** Opening Input material block **

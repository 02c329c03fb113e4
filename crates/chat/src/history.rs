//! Ticket message history over the REST API
//!
//! The realtime channel only carries what happens while a view is
//! connected. Everything before that (and anything missed during a
//! reconnect) is bulk-loaded from `GET /tickets/{ticketId}/messages`.

use std::time::Duration;

use futures::future::BoxFuture;
use futures::FutureExt;
use helpmate_shared::{Message, MessageId, SyncError, SyncResult, TicketId};
use reqwest::{Client, RequestBuilder, Response};
use serde::Deserialize;
use tracing::{debug, error};
use url::Url;

use crate::realtime::events::OutgoingMessage;

/// Request timeout for history calls
const REQUEST_TIMEOUT: Duration = Duration::from_secs(15);

/// Bulk-load collaborator used by the session runner
pub trait MessageSource: Send + Sync {
    fn fetch_messages(&self, ticket_id: &TicketId) -> BoxFuture<'static, SyncResult<Vec<Message>>>;
}

#[derive(Debug, Deserialize)]
struct UnreadCount {
    count: u64,
}

/// Client for the ticket message endpoints
#[derive(Clone)]
pub struct HistoryClient {
    client: Client,
    base_url: Url,
    credential: String,
}

impl HistoryClient {
    /// Create a client for `base_url` (e.g. `http://localhost:3000/api`)
    pub fn new(base_url: Url, credential: impl Into<String>) -> SyncResult<Self> {
        let client = Client::builder()
            .timeout(REQUEST_TIMEOUT)
            .build()
            .map_err(|e| SyncError::History(format!("Failed to build HTTP client: {}", e)))?;

        Ok(Self {
            client,
            base_url,
            credential: credential.into(),
        })
    }

    /// Full message history of a ticket, oldest first
    pub async fn fetch_messages(&self, ticket_id: &TicketId) -> SyncResult<Vec<Message>> {
        let url = self.endpoint(&["tickets", &ticket_id.0, "messages"])?;
        let response = self.send(self.client.get(url)).await?;

        let messages: Vec<Message> = response
            .json()
            .await
            .map_err(|e| SyncError::History(format!("Failed to parse message history: {}", e)))?;

        debug!(ticket_id = %ticket_id, count = messages.len(), "Fetched message history");
        Ok(messages)
    }

    /// Server-side unread count for the current user
    pub async fn unread_count(&self, ticket_id: &TicketId) -> SyncResult<u64> {
        let url = self.endpoint(&["tickets", &ticket_id.0, "messages", "unread-count"])?;
        let response = self.send(self.client.get(url)).await?;

        let body: UnreadCount = response
            .json()
            .await
            .map_err(|e| SyncError::History(format!("Failed to parse unread count: {}", e)))?;
        Ok(body.count)
    }

    /// REST fallback for `mark-as-read`
    pub async fn mark_as_read(&self, ticket_id: &TicketId, message_id: &MessageId) -> SyncResult<()> {
        let url = self.endpoint(&["tickets", &ticket_id.0, "messages", message_id.as_str(), "read"])?;
        self.send(self.client.patch(url)).await?;
        debug!(ticket_id = %ticket_id, message_id = %message_id, "Marked message as read");
        Ok(())
    }

    /// REST fallback for `send-message`; returns the stored message
    pub async fn post_message(&self, ticket_id: &TicketId, message: &OutgoingMessage) -> SyncResult<Message> {
        let url = self.endpoint(&["tickets", &ticket_id.0, "messages"])?;
        let response = self.send(self.client.post(url).json(message)).await?;

        response
            .json()
            .await
            .map_err(|e| SyncError::History(format!("Failed to parse created message: {}", e)))
    }

    fn endpoint(&self, segments: &[&str]) -> SyncResult<Url> {
        let mut url = self.base_url.clone();
        url.path_segments_mut()
            .map_err(|_| SyncError::History(format!("Invalid API base URL: {}", self.base_url)))?
            .pop_if_empty()
            .extend(segments);
        Ok(url)
    }

    async fn send(&self, request: RequestBuilder) -> SyncResult<Response> {
        let response = request
            .bearer_auth(&self.credential)
            .send()
            .await
            .map_err(|e| SyncError::History(format!("Failed to call history API: {}", e)))?;

        let status = response.status();
        if !status.is_success() {
            let body = response.text().await.unwrap_or_default();
            error!(status = %status, body = %body, "History API returned error status");
            return Err(SyncError::History(format!("{} - {}", status, body)));
        }
        Ok(response)
    }
}

impl MessageSource for HistoryClient {
    fn fetch_messages(&self, ticket_id: &TicketId) -> BoxFuture<'static, SyncResult<Vec<Message>>> {
        let client = self.clone();
        let ticket_id = ticket_id.clone();
        async move { HistoryClient::fetch_messages(&client, &ticket_id).await }.boxed()
    }
}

** Closing Input material block **

To do
Please write out the records above once more, exactly and completely.

Finished exercise
repository 02c329c03fb113e4
filename crates/chat/src/history.rs
//! Ticket message history over the REST API
//!
//! The realtime channel only carries what happens while a view is
//! connected. Everything before that (and anything missed during a
//! reconnect) is bulk-loaded from `GET /tickets/{ticketId}/messages`.

use std::time::Duration;

use futures::future::BoxFuture;
use futures::FutureExt;
use helpmate_shared::{Message, MessageId, SyncError, SyncResult, TicketId};
use reqwest::{Client, RequestBuilder, Response};
use serde::Deserialize;
use tracing::{debug, error};
use url::Url;

use crate::realtime::events::OutgoingMessage;

/// Request timeout for history calls
const REQUEST_TIMEOUT: Duration = Duration::from_secs(15);

/// Bulk-load collaborator used by the session runner
pub trait MessageSource: Send + Sync {
    fn fetch_messages(&self, ticket_id: &TicketId) -> BoxFuture<'static, SyncResult<Vec<Message>>>;
}

#[derive(Debug, Deserialize)]
struct UnreadCount {
    count: u64,
}

/// Client for the ticket message endpoints
#[derive(Clone)]
pub struct HistoryClient {
    client: Client,
    base_url: Url,
    credential: String,
}

impl HistoryClient {
    /// Create a client for `base_url` (e.g. `http://localhost:3000/api`)
    pub fn new(base_url: Url, credential: impl Into<String>) -> SyncResult<Self> {
        let client = Client::builder()
            .timeout(REQUEST_TIMEOUT)
            .build()
            .map_err(|e| SyncError::History(format!("Failed to build HTTP client: {}", e)))?;

        Ok(Self {
            client,
            base_url,
            credential: credential.into(),
        })
    }

    /// Full message history of a ticket, oldest first
    pub async fn fetch_messages(&self, ticket_id: &TicketId) -> SyncResult<Vec<Message>> {
        let url = self.endpoint(&["tickets", &ticket_id.0, "messages"])?;
        let response = self.send(self.client.get(url)).await?;

        let messages: Vec<Message> = response
            .json()
            .await
            .map_err(|e| SyncError::History(format!("Failed to parse message history: {}", e)))?;

        debug!(ticket_id = %ticket_id, count = messages.len(), "Fetched message history");
        Ok(messages)
    }

    /// Server-side unread count for the current user
    pub async fn unread_count(&self, ticket_id: &TicketId) -> SyncResult<u64> {
        let url = self.endpoint(&["tickets", &ticket_id.0, "messages", "unread-count"])?;
        let response = self.send(self.client.get(url)).await?;

        let body: UnreadCount = response
            .json()
            .await
            .map_err(|e| SyncError::History(format!("Failed to parse unread count: {}", e)))?;
        Ok(body.count)
    }

    /// REST fallback for `mark-as-read`
    pub async fn mark_as_read(&self, ticket_id: &TicketId, message_id: &MessageId) -> SyncResult<()> {
        let url = self.endpoint(&["tickets", &ticket_id.0, "messages", message_id.as_str(), "read"])?;
        self.send(self.client.patch(url)).await?;
        debug!(ticket_id = %ticket_id, message_id = %message_id, "Marked message as read");
        Ok(())
    }

    /// REST fallback for `send-message`; returns the stored message
    pub async fn post_message(&self, ticket_id: &TicketId, message: &OutgoingMessage) -> SyncResult<Message> {
        let url = self.endpoint(&["tickets", &ticket_id.0, "messages"])?;
        let response = self.send(self.client.post(url).json(message)).await?;

        response
            .json()
            .await
            .map_err(|e| SyncError::History(format!("Failed to parse created message: {}", e)))
    }

    fn endpoint(&self, segments: &[&str]) -> SyncResult<Url> {
        let mut url = self.base_url.clone();
        url.path_segments_mut()
            .map_err(|_| SyncError::History(format!("Invalid API base URL: {}", self.base_url)))?
            .pop_if_empty()
            .extend(segments);
        Ok(url)
    }

    async fn send(&self, request: RequestBuilder) -> SyncResult<Response> {
        let response = request
            .bearer_auth(&self.credential)
            .send()
            .await
            .map_err(|e| SyncError::History(format!("Failed to call history API: {}", e)))?;

        let status = response.status();
        if !status.is_success() {
            let body = response.text().await.unwrap_or_default();
            error!(status = %status, body = %body, "History API returned error status");
            return Err(SyncError::History(format!("{} - {}", status, body)));
        }
        Ok(response)
    }
}

impl MessageSource for HistoryClient {
    fn fetch_messages(&self, ticket_id: &TicketId) -> BoxFuture<'static, SyncResult<Vec<Message>>> {
        let client = self.clone();
        let ticket_id = ticket_id.clone();
        async move { HistoryClient::fetch_messages(&client, &ticket_id).await }.boxed()
    }
}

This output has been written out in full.